◆ **Requirement**: Across the listing below, state how many lines hold the string "counts"; write nothing but that number.

◆ **Data**:
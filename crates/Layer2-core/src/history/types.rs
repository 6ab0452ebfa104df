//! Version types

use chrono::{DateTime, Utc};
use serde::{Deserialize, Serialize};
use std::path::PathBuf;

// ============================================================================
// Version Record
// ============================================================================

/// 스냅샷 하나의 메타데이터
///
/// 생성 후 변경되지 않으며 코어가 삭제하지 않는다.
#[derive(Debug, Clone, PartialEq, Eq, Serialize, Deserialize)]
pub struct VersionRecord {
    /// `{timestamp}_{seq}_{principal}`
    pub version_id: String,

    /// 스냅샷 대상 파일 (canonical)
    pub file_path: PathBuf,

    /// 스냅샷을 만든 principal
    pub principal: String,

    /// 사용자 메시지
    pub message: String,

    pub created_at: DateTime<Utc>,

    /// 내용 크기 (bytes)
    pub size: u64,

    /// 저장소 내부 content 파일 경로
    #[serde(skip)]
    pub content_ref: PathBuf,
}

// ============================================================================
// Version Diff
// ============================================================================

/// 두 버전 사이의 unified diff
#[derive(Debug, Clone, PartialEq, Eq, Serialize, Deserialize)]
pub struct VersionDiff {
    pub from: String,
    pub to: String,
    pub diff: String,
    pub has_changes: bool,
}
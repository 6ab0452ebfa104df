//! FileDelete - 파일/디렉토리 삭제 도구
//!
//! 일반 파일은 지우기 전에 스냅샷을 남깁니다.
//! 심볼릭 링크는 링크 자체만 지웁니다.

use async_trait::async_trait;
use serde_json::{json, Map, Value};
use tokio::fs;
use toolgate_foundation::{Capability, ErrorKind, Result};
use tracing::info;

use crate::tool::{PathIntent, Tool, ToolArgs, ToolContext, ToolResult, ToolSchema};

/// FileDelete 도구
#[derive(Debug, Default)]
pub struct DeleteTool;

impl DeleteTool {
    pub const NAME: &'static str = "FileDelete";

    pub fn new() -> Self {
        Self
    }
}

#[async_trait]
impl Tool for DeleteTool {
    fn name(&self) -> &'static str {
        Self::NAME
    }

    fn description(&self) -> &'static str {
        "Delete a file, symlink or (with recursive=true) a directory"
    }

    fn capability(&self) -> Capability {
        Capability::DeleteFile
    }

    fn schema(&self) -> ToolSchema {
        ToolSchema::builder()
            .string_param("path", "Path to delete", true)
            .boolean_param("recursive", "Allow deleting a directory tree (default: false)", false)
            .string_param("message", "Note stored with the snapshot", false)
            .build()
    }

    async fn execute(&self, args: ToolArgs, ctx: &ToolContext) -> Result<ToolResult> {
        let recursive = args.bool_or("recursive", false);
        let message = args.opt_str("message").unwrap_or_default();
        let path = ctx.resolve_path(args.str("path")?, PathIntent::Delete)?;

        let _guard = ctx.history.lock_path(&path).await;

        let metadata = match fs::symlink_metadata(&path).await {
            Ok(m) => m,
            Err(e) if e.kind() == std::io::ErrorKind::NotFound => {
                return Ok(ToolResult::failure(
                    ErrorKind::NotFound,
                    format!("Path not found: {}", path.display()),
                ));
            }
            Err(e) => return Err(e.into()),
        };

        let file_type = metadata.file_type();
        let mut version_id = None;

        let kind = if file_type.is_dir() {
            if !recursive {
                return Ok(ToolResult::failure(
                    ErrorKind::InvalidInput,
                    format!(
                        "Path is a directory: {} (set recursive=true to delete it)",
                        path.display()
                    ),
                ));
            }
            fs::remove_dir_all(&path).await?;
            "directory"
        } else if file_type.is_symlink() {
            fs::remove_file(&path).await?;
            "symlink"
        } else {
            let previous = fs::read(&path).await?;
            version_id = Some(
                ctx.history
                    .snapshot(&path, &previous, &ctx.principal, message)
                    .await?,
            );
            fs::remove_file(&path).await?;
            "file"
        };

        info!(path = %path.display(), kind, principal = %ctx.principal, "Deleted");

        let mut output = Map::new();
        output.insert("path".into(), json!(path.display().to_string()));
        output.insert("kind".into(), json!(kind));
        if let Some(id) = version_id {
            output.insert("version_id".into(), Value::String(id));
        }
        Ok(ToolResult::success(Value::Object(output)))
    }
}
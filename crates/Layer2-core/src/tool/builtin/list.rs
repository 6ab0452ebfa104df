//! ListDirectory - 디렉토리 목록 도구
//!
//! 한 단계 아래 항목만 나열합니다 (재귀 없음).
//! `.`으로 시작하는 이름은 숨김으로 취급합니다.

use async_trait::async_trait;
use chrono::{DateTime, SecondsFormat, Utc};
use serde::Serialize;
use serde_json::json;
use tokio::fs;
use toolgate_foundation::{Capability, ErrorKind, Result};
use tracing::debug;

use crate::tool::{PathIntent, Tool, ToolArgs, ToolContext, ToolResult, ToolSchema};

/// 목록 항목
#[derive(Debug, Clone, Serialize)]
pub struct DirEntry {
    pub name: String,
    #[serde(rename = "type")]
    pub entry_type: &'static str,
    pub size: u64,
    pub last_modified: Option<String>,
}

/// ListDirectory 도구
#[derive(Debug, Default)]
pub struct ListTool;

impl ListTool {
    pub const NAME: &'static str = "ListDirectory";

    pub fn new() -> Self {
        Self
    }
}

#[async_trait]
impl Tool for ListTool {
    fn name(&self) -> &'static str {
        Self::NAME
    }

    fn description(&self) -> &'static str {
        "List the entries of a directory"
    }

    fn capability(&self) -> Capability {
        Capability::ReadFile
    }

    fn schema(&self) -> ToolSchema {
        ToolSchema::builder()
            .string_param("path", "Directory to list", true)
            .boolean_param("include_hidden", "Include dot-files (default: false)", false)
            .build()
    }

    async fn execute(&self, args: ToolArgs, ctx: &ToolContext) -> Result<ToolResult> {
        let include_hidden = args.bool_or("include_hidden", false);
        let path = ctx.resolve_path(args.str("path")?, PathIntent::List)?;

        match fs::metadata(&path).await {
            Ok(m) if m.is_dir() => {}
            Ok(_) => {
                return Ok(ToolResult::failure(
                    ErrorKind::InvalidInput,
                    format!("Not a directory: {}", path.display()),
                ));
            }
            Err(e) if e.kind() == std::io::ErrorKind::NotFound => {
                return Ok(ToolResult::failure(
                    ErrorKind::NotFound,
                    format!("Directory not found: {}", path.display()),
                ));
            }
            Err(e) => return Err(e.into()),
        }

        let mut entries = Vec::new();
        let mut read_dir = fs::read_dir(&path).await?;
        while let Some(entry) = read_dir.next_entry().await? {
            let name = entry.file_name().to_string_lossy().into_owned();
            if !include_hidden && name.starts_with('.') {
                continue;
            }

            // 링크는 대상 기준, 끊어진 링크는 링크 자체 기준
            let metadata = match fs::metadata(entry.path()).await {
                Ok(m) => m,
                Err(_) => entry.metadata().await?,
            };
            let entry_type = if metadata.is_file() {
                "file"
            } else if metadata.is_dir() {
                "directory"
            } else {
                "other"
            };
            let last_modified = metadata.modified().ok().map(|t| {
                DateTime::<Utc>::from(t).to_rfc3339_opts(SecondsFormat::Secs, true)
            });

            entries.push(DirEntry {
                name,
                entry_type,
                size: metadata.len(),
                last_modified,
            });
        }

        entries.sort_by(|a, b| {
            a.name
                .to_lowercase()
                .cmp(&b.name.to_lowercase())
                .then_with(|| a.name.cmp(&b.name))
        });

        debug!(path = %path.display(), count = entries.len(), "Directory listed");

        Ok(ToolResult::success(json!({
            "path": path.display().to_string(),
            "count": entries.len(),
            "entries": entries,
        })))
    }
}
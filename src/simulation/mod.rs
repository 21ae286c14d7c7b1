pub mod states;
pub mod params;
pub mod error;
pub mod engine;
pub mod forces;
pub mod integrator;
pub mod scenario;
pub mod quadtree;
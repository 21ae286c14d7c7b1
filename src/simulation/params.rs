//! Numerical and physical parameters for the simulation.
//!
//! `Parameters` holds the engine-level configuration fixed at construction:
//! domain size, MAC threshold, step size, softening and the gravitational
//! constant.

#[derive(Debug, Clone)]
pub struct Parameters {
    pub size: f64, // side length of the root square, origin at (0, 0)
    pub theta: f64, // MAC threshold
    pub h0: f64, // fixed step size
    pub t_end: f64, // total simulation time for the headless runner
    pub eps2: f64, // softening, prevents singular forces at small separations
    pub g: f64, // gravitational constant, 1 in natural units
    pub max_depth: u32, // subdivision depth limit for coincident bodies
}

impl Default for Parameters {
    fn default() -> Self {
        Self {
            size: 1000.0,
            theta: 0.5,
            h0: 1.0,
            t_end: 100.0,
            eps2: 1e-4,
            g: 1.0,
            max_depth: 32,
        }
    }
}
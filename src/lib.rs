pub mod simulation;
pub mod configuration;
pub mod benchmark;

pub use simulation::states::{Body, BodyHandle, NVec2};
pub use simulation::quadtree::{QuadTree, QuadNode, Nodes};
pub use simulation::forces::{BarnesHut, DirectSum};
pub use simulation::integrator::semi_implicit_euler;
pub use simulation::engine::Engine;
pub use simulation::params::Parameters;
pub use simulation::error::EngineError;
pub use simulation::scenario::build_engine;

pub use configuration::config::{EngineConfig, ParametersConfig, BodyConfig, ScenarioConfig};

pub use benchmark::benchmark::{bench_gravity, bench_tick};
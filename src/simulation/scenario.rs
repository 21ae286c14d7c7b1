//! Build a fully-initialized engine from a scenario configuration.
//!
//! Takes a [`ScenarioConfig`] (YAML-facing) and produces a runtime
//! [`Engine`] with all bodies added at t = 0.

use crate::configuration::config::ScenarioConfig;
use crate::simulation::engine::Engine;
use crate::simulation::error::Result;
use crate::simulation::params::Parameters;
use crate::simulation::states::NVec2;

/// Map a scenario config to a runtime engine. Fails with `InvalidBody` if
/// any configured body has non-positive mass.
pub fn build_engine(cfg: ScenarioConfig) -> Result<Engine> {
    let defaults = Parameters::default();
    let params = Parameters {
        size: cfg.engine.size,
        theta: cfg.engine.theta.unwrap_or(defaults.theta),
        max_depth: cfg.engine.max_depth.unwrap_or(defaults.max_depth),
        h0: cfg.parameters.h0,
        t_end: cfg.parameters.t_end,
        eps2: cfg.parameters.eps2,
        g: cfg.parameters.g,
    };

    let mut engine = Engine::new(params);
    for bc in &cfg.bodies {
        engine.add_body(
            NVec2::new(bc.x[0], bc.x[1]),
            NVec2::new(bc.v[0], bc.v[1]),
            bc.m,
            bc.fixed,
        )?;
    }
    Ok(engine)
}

==

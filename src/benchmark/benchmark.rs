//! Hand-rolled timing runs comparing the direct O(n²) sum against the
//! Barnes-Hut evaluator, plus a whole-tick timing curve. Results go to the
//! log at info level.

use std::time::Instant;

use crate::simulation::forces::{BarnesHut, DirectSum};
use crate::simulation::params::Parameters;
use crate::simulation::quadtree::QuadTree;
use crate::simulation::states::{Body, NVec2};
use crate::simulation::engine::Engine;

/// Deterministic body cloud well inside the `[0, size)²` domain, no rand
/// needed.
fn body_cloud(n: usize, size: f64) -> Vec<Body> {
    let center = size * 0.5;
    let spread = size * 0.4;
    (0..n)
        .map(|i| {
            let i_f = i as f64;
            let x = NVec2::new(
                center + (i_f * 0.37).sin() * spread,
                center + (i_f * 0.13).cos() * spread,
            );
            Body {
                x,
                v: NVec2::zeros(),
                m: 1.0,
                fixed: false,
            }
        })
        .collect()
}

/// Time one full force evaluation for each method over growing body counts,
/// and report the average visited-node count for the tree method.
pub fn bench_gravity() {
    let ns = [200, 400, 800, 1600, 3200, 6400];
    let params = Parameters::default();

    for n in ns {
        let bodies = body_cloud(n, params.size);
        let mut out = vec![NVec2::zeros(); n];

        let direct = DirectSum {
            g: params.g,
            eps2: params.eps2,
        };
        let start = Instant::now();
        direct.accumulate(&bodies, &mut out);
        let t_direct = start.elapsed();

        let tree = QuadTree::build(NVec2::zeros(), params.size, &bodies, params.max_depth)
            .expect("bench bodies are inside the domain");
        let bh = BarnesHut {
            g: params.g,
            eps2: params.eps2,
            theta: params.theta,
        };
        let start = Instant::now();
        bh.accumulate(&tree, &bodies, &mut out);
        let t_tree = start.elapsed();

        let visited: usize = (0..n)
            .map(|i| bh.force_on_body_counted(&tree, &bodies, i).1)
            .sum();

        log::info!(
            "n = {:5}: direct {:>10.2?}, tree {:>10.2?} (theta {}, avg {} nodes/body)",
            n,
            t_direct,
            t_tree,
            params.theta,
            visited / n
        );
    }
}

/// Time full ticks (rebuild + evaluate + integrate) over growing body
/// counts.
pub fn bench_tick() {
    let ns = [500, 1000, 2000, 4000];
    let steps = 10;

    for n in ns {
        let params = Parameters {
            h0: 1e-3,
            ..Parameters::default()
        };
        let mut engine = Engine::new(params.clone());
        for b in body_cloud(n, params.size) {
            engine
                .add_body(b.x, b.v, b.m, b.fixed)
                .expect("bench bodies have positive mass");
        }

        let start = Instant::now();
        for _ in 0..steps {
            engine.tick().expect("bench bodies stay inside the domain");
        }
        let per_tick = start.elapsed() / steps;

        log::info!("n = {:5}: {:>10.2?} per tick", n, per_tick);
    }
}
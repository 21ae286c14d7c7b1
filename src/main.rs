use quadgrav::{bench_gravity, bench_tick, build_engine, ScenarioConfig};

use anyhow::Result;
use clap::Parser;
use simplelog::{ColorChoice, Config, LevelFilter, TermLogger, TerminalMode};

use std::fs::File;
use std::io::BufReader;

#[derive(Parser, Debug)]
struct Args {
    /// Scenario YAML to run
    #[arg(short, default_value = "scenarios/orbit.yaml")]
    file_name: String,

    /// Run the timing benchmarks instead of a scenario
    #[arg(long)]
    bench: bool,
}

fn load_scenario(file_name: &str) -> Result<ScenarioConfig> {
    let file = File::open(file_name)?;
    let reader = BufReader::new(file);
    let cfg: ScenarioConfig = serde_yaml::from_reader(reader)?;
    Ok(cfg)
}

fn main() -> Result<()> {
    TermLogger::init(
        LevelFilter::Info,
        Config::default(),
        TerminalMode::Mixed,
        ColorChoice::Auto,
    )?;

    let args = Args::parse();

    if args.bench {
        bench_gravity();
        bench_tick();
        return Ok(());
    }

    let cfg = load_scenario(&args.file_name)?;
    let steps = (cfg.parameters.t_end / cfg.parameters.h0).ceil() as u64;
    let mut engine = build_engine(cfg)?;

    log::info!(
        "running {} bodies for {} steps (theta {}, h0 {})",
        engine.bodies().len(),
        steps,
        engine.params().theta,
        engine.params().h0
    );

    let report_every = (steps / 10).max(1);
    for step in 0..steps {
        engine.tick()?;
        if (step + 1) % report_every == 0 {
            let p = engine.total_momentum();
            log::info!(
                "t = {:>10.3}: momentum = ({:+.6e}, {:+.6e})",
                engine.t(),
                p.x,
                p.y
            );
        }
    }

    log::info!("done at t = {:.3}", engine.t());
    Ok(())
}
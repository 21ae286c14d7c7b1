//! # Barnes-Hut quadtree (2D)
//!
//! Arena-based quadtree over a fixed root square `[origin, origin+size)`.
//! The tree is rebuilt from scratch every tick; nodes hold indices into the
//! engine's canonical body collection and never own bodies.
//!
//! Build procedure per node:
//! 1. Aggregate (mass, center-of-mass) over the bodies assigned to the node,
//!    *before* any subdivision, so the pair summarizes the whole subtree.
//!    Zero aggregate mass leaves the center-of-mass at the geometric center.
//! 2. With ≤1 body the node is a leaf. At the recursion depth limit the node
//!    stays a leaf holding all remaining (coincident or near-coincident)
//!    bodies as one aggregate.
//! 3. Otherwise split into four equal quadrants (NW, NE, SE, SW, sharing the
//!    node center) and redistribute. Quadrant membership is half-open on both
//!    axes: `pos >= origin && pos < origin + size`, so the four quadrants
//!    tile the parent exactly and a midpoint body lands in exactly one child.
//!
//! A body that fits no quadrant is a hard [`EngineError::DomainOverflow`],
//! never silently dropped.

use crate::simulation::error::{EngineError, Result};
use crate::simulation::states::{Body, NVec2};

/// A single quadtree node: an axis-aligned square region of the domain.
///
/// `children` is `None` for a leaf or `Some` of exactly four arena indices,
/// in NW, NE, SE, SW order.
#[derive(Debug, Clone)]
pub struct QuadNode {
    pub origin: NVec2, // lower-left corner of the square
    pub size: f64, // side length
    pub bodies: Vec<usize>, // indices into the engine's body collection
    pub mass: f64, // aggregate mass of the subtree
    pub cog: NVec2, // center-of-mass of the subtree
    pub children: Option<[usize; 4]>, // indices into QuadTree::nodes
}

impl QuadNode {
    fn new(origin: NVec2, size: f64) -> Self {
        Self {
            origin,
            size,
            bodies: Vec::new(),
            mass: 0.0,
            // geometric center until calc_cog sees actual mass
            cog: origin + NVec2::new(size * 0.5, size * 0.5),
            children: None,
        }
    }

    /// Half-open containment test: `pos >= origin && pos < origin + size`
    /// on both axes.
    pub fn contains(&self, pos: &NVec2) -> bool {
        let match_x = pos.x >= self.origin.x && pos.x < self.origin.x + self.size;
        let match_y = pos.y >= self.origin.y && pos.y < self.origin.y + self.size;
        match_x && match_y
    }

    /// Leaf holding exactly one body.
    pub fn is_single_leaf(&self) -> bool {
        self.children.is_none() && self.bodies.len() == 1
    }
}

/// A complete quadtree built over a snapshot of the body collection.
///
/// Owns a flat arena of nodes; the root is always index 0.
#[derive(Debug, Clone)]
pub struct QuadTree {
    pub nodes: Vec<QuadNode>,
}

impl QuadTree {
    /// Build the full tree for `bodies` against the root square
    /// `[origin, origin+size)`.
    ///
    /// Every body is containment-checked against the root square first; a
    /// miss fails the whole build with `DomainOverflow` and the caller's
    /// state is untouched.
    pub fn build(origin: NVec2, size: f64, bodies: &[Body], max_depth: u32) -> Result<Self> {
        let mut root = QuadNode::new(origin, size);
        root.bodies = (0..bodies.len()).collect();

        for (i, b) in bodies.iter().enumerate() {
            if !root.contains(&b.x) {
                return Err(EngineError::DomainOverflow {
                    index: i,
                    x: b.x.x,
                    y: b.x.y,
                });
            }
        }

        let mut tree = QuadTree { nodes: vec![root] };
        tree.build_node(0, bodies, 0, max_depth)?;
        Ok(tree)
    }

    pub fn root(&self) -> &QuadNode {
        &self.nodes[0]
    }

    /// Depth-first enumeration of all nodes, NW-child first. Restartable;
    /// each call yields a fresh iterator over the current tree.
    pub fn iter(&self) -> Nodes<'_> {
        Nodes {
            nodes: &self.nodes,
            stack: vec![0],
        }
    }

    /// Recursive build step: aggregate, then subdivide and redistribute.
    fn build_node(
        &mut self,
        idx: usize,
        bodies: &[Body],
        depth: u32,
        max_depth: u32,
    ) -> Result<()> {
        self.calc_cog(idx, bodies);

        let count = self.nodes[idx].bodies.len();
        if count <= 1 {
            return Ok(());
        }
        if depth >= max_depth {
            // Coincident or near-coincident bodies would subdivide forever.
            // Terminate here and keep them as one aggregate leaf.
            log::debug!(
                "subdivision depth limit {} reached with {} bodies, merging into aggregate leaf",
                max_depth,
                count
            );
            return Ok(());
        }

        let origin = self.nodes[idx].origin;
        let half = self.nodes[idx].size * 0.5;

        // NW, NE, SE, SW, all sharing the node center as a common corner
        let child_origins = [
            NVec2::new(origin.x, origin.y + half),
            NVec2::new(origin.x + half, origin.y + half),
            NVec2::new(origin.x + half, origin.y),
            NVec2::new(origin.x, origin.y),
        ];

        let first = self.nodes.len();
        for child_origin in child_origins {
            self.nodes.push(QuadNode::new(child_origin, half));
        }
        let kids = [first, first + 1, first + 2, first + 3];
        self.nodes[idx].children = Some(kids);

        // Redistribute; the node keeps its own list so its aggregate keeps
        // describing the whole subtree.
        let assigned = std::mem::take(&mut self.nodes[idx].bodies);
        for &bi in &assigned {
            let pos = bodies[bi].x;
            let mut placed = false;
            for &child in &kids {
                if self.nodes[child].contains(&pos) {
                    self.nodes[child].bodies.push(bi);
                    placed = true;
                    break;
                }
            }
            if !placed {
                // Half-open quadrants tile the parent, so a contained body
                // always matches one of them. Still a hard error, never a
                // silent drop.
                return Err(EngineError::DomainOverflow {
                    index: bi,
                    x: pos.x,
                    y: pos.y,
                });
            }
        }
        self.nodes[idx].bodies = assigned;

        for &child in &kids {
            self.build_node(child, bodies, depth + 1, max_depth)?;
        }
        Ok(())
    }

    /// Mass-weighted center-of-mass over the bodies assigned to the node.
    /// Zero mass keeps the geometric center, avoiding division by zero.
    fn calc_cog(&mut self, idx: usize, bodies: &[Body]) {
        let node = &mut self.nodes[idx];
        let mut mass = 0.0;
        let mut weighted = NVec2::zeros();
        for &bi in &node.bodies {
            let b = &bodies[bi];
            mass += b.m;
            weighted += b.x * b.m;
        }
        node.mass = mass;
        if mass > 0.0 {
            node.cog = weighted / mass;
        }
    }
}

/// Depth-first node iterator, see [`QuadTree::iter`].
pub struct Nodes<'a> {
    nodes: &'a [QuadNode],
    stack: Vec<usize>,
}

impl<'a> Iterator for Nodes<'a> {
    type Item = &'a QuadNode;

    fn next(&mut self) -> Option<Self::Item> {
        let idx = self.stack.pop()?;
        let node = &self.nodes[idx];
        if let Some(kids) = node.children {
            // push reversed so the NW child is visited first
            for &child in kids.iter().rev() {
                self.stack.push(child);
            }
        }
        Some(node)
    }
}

◆ **Answer space**: 2